Foglio illustrativo ufficiale e informazioni sul medicinale

🔹 Nota importante: Questo foglietto illustrativo è tratto da fonti ufficiali dell’Agenzia Italiana del Farmaco (AIFA) e ha scopo puramente informativo. Per qualsiasi dubbio o necessità terapeutica, consultare sempre il proprio medico o farmacista di fiducia.

Il Tript-OH è un medicinale a base di L-5-idrossitriptofano (noto anche come oxitriptano o 5-HTP), precursore diretto della serotonina, indicato nel trattamento del mioclono post-anossico. Appartiene al gruppo terapeutico degli antidepressivi (Classe C) ed è commercializzato da Alfasigma S.p.A. Le informazioni che seguono derivano dal foglietto illustrativo ufficiale AIFA, aggiornato al 14/01/2020, per tutte le formulazioni disponibili in Italia.

Che cos’è Tript-OH e a cosa serve

Tript-OH contiene come principio attivo L-5-idrossitriptofano (5-HTP), una sostanza che funge da mediatore delle reazioni chimiche a livello cerebrale e da cui deriva la serotonina, un neurotrasmettitore naturalmente presente nell’organismo. La serotonina svolge un ruolo fondamentale nella regolazione dell’umore, del sonno, dell’appetito e di numerose altre funzioni nervose.

Tript-OH è indicato nel trattamento del mioclono post-anossico, una condizione caratterizzata da contrazioni violente e involontarie di un muscolo o di un gruppo di muscoli che si manifestano in seguito a una diminuzione o assenza di ossigeno al cervello (ischemia cerebrale). Queste contrazioni possono essere invalidanti e compromettere in modo significativo la qualità di vita del paziente.
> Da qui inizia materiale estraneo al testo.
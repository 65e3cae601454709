//! Plain-text rendering for the non-interactive subcommands.

use std::fmt::Write as _;

use litcal_core::{
  event::{Event, EventStats, EventWithReferences},
  reference::Reference,
};

pub fn stats(s: &EventStats) -> String {
  format!(
    "{} events, {} today, {} references",
    s.total_events, s.today_events, s.total_references
  )
}

fn year(e: &Event) -> String { e.year.map(|y| y.to_string()).unwrap_or_default() }

/// One row per event: id, date, year, type, title and reference count.
pub fn events_table<'a>(events: impl IntoIterator<Item = &'a Event>) -> String {
  let mut out = String::new();
  let _ = writeln!(out, "{:>5}  {:<5}  {:>4}  {:<16}  {}", "ID", "DATE", "YEAR", "TYPE", "TITLE");
  for e in events {
    let refs = match e.references_count {
      0 => String::new(),
      n => format!("  [{n} ref{}]", if n == 1 { "" } else { "s" }),
    };
    let _ = writeln!(
      out,
      "{:>5}  {:<5}  {:>4}  {:<16}  {}{}",
      e.id,
      e.date(),
      year(e),
      truncate(&e.event_type, 16),
      e.title,
      refs
    );
  }
  out
}

pub fn references_table(references: &[Reference]) -> String {
  if references.is_empty() {
    return "  (no references)\n".to_string();
  }
  let mut out = String::new();
  for r in references {
    let _ = write!(
      out,
      "{:>5}  {:<10}  {}",
      r.id,
      truncate(&r.reference_type, 10),
      r.reference_name
    );
    if let Some(uuid) = &r.reference_uuid {
      let _ = write!(out, "  <{uuid}>");
    }
    if r.priority != 0 {
      let _ = write!(out, "  p{}", r.priority);
    }
    out.push('\n');
  }
  out
}

/// Full view of one event with its references.
pub fn event_detail(e: &Event, references: &[Reference]) -> String {
  let mut out = String::new();
  let _ = writeln!(out, "#{}  {}", e.id, e.title);
  let _ = writeln!(out, "  date:     {}", e.date());
  if let Some(y) = e.year {
    let _ = writeln!(out, "  year:     {y}");
  }
  let _ = writeln!(out, "  type:     {}", e.event_type);
  let _ = writeln!(out, "  created:  {}", e.created_at.format("%Y-%m-%d %H:%M UTC"));
  if let Some(d) = &e.description {
    let _ = writeln!(out, "\n  {}", d.replace('\n', "\n  "));
  }
  let _ = writeln!(out, "\nReferences:");
  out.push_str(&references_table(references));
  out
}

/// Everything on one calendar day, as the digest would see it.
pub fn date_listing(events: &[EventWithReferences]) -> String {
  if events.is_empty() {
    return "Nothing on this day.\n".to_string();
  }
  events
    .iter()
    .map(|e| event_detail(&e.event, &e.references))
    .collect::<Vec<_>>()
    .join("\n")
}

fn truncate(s: &str, max: usize) -> String {
  if s.chars().count() <= max {
    return s.to_string();
  }
  let mut t: String = s.chars().take(max.saturating_sub(1)).collect();
  t.push('…');
  t
}
//! Browser state machine and key dispatcher.

use std::sync::Arc;

use chrono::Utc;
use chrono_tz::Tz;
use crossterm::event::{KeyCode, KeyEvent, KeyModifiers};
use litcal_core::{
  date::MonthDay,
  event::{Event, EventStats},
  reference::Reference,
};

use crate::{client::ApiClient, search::fuzzy_filter};

// ─── Screen ──────────────────────────────────────────────────────────────────

#[derive(Debug, Clone, PartialEq, Eq)]
pub enum Screen {
  /// Focus on the event list.
  EventList,
  /// Focus on the detail pane of the selected event.
  EventDetail,
}

// ─── App ─────────────────────────────────────────────────────────────────────

pub struct App {
  pub screen: Screen,

  /// Events of the current month filter, in calendar order.
  pub events: Vec<Event>,
  pub stats:  EventStats,

  /// `None` shows the whole year.
  pub month:    Option<u32>,
  /// Zone deciding which month `t` jumps to.
  pub timezone: Tz,

  pub filter:        String,
  pub filter_active: bool,

  /// Cursor position within the *filtered* event list.
  pub list_cursor: usize,

  pub detail_scroll: usize,

  /// Event shown in the detail pane.
  pub selected:   Option<Event>,
  pub references: Vec<Reference>,

  /// Set after `d`; the next `y` deletes the selected event.
  pub confirm_delete: bool,

  /// One-line status message shown in the status bar.
  pub status_msg: String,

  pub client: Arc<ApiClient>,
}

impl App {
  pub fn new(client: ApiClient, timezone: Tz) -> Self {
    Self {
      screen: Screen::EventList,
      events: Vec::new(),
      stats: EventStats::default(),
      month: None,
      timezone,
      filter: String::new(),
      filter_active: false,
      list_cursor: 0,
      detail_scroll: 0,
      selected: None,
      references: Vec::new(),
      confirm_delete: false,
      status_msg: String::new(),
      client: Arc::new(client),
    }
  }

  // ── Data loading ──────────────────────────────────────────────────────────

  /// Fetch the events for the current month filter.
  pub async fn load_events(&mut self) -> anyhow::Result<()> {
    self.status_msg = "Loading events…".into();
    match self.client.list_events(self.month).await {
      Ok(list) => {
        self.events = list.events;
        self.stats = list.stats;
        self.clamp_cursor();
        self.status_msg = String::new();
        Ok(())
      }
      Err(e) => {
        self.status_msg = format!("Error: {e}");
        Err(e)
      }
    }
  }

  /// Re-fetch the list and, when an event is open, its detail.
  async fn reload(&mut self) -> anyhow::Result<()> {
    self.load_events().await?;
    if let Some(id) = self.selected.as_ref().map(|e| e.id) {
      if self.events.iter().any(|e| e.id == id) {
        self.open_detail(id).await?;
      } else {
        self.close_detail();
      }
    }
    Ok(())
  }

  async fn open_detail(&mut self, id: i64) -> anyhow::Result<()> {
    self.status_msg = "Loading…".into();
    let loaded = async {
      let event = self.client.get_event(id).await?;
      let references = self.client.list_references(id).await?;
      anyhow::Ok((event, references))
    }
    .await;
    match loaded {
      Ok((event, references)) => {
        self.selected = Some(event);
        self.references = references;
        self.detail_scroll = 0;
        self.screen = Screen::EventDetail;
        self.status_msg = String::new();
        Ok(())
      }
      Err(e) => {
        self.status_msg = format!("Error: {e}");
        Err(e)
      }
    }
  }

  fn close_detail(&mut self) {
    self.screen = Screen::EventList;
    self.selected = None;
    self.references.clear();
    self.confirm_delete = false;
  }

  // ── Filtered list ─────────────────────────────────────────────────────────

  pub fn filtered_events(&self) -> Vec<&Event> { fuzzy_filter(&self.events, &self.filter) }

  pub fn cursor_event(&self) -> Option<&Event> {
    self.filtered_events().get(self.list_cursor).copied()
  }

  fn clamp_cursor(&mut self) {
    let len = self.filtered_events().len();
    self.list_cursor = self.list_cursor.min(len.saturating_sub(1));
  }

  pub fn current_month(&self) -> u32 { MonthDay::today_in(&self.timezone, Utc::now()).month }

  pub fn month_label(&self) -> String {
    match self.month {
      Some(m) => format!("month {m:02}"),
      None => "all months".to_string(),
    }
  }

  /// Step the month filter through `all, 1, 2, …, 12, all`.
  async fn shift_month(&mut self, forward: bool) -> anyhow::Result<()> {
    self.month = match (self.month, forward) {
      (None, true) => Some(1),
      (None, false) => Some(12),
      (Some(12), true) | (Some(1), false) => None,
      (Some(m), true) => Some(m + 1),
      (Some(m), false) => Some(m - 1),
    };
    self.list_cursor = 0;
    self.close_detail();
    self.load_events().await
  }

  // ── Key handling ──────────────────────────────────────────────────────────

  /// Process a key event. Returns `true` to continue, `false` to quit.
  pub async fn handle_key(&mut self, key: KeyEvent) -> anyhow::Result<bool> {
    if key.modifiers.contains(KeyModifiers::CONTROL) && key.code == KeyCode::Char('c') {
      return Ok(false);
    }

    if self.filter_active {
      return self.handle_filter_key(key).await;
    }

    if self.confirm_delete {
      return self.handle_confirm_key(key).await;
    }

    match self.screen {
      Screen::EventList => self.handle_list_key(key).await,
      Screen::EventDetail => self.handle_detail_key(key).await,
    }
  }

  async fn handle_filter_key(&mut self, key: KeyEvent) -> anyhow::Result<bool> {
    match key.code {
      KeyCode::Esc => {
        self.filter_active = false;
        self.filter.clear();
        self.list_cursor = 0;
      }
      KeyCode::Enter => {
        self.filter_active = false;
        self.list_cursor = 0;
        // Open straight away when exactly one event matches.
        let only = match self.filtered_events().as_slice() {
          [one] => Some(one.id),
          _ => None,
        };
        if let Some(id) = only {
          self.open_detail(id).await?;
        }
      }
      KeyCode::Backspace => {
        self.filter.pop();
        self.list_cursor = 0;
      }
      KeyCode::Char(c) => {
        self.filter.push(c);
        self.list_cursor = 0;
      }
      _ => {}
    }
    Ok(true)
  }

  async fn handle_confirm_key(&mut self, key: KeyEvent) -> anyhow::Result<bool> {
    self.confirm_delete = false;
    let target = self
      .selected
      .as_ref()
      .or_else(|| self.cursor_event())
      .map(|e| (e.id, e.title.clone()));

    match (key.code, target) {
      (KeyCode::Char('y') | KeyCode::Char('Y'), Some((id, title))) => {
        match self.client.delete_event(id).await {
          Ok(()) => {
            self.close_detail();
            self.load_events().await?;
            self.status_msg = format!("Deleted \"{title}\"");
          }
          Err(e) => self.status_msg = format!("Error: {e}"),
        }
      }
      _ => self.status_msg = "Delete cancelled".into(),
    }
    Ok(true)
  }

  async fn handle_list_key(&mut self, key: KeyEvent) -> anyhow::Result<bool> {
    match key.code {
      KeyCode::Char('q') => return Ok(false),

      KeyCode::Down | KeyCode::Char('j') => {
        let len = self.filtered_events().len();
        if len > 0 && self.list_cursor + 1 < len {
          self.list_cursor += 1;
        }
      }
      KeyCode::Up | KeyCode::Char('k') => {
        self.list_cursor = self.list_cursor.saturating_sub(1);
      }

      KeyCode::Enter | KeyCode::Right | KeyCode::Char('l') => {
        if let Some(id) = self.cursor_event().map(|e| e.id) {
          self.open_detail(id).await?;
        }
      }

      KeyCode::Char('/') => {
        self.filter_active = true;
        self.filter.clear();
        self.list_cursor = 0;
      }

      KeyCode::Char('m') => self.shift_month(true).await?,
      KeyCode::Char('M') => self.shift_month(false).await?,
      KeyCode::Char('t') => {
        self.month = Some(self.current_month());
        self.list_cursor = 0;
        self.load_events().await?;
      }
      KeyCode::Char('r') => self.reload().await?,
      KeyCode::Char('d') => self.ask_delete(),

      _ => {}
    }
    Ok(true)
  }

  async fn handle_detail_key(&mut self, key: KeyEvent) -> anyhow::Result<bool> {
    match key.code {
      KeyCode::Char('q') => return Ok(false),

      KeyCode::Esc | KeyCode::Left | KeyCode::Char('h') => self.close_detail(),

      KeyCode::Down | KeyCode::Char('j') => {
        if self.detail_scroll + 1 < self.references.len() + 8 {
          self.detail_scroll += 1;
        }
      }
      KeyCode::Up | KeyCode::Char('k') => {
        self.detail_scroll = self.detail_scroll.saturating_sub(1);
      }

      // Step through the list without leaving the detail pane.
      KeyCode::Char(']') | KeyCode::PageDown => {
        let len = self.filtered_events().len();
        if len > 0 && self.list_cursor + 1 < len {
          self.list_cursor += 1;
          if let Some(id) = self.cursor_event().map(|e| e.id) {
            self.open_detail(id).await?;
          }
        }
      }
      KeyCode::Char('[') | KeyCode::PageUp => {
        if self.list_cursor > 0 {
          self.list_cursor -= 1;
          if let Some(id) = self.cursor_event().map(|e| e.id) {
            self.open_detail(id).await?;
          }
        }
      }

      KeyCode::Char('r') => self.reload().await?,
      KeyCode::Char('d') => self.ask_delete(),

      _ => {}
    }
    Ok(true)
  }

  fn ask_delete(&mut self) {
    let title = self
      .selected
      .as_ref()
      .or_else(|| self.cursor_event())
      .map(|e| e.title.clone());
    if let Some(title) = title {
      self.confirm_delete = true;
      self.status_msg = format!("Delete \"{title}\" and its references? [y/N]");
    }
  }
}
Il medicinale appartiene al gruppo terapeutico degli antidepressivi, pur essendo impiegato nel mioclono post-anossico grazie alla sua capacità di aumentare i livelli di serotonina nel sistema nervoso centrale.

Formulazioni disponibili di Tript-OH

Tript-OH è commercializzato in Italia da Alfasigma S.p.A. in quattro formulazioni, ciascuna disponibile in un diverso dosaggio per adattarsi alle esigenze terapeutiche individuali:

  • Tript-OH 50 mg capsule rigide – confezione da 30 capsule in blister (AIC 024158014);
  • Tript-OH 100 mg capsule rigide – confezione da 20 capsule in blister (AIC 024158026);
  • Tript-OH 200 mg capsule rigide – confezione da 20 capsule in blister (AIC 024158040);
  • Tript-OH 25 mg granulato per soluzione orale – confezione da 20 bustine da 5 g (AIC 024158038).
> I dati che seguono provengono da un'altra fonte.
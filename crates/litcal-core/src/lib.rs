//! Core types and trait definitions for the literary calendar.
//!
//! This crate is deliberately free of HTTP and database dependencies.
//! All other crates depend on it; it depends on nothing proprietary.

// We intentionally use native `async fn` in traits (stabilised in Rust 1.75).
// Suppress the advisory lint about `Send` bounds on the returned futures.
#![allow(async_fn_in_trait)]

pub mod date;
pub mod error;
pub mod event;
pub mod reference;
pub mod store;
pub mod transfer;

pub use error::{Error, Result};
Tutte le formulazioni sono medicinali soggetti a prescrizione medica ripetibile (ricetta RR) e appartengono alla Classe C (a totale carico del paziente). È possibile che non tutte le confezioni siano effettivamente commercializzate in farmacia.

Composizione delle capsule rigide

Le capsule rigide di Tript-OH contengono come eccipienti amido, mannitolo e magnesio stearato. L’involucro della capsula è composto da gelatina animale, biossido di titanio, indigotina (nelle capsule da 50 mg e 200 mg), ossido di ferro giallo ed eritrosina (nelle capsule da 100 mg e 200 mg).

Composizione del granulato per soluzione orale

Il granulato per soluzione orale contiene come eccipienti aroma albicocca, macrogol 4000 e saccarosio. Ogni bustina contiene circa 5 g di saccarosio, un dato rilevante per i pazienti con intolleranza al fruttosio, malassorbimento di glucosio-galattosio o insufficienza di sucrasi-isomaltasi, che non devono assumere questa formulazione.

Controindicazioni all’uso di Tript-OH

Tript-OH non deve essere assunto nelle seguenti condizioni:

  • ipersensibilità nota al principio attivo L-5-idrossitriptofano o a uno qualsiasi degli eccipienti elencati, ovvero in caso di allergia accertata;
  • grave insufficienza della funzionalità renale;
  • gravidanza in corso, sospetta o programmata;
  • allattamento al seno.

In presenza di una di queste condizioni è fondamentale informare tempestivamente il medico curante, che valuterà una terapia alternativa idonea.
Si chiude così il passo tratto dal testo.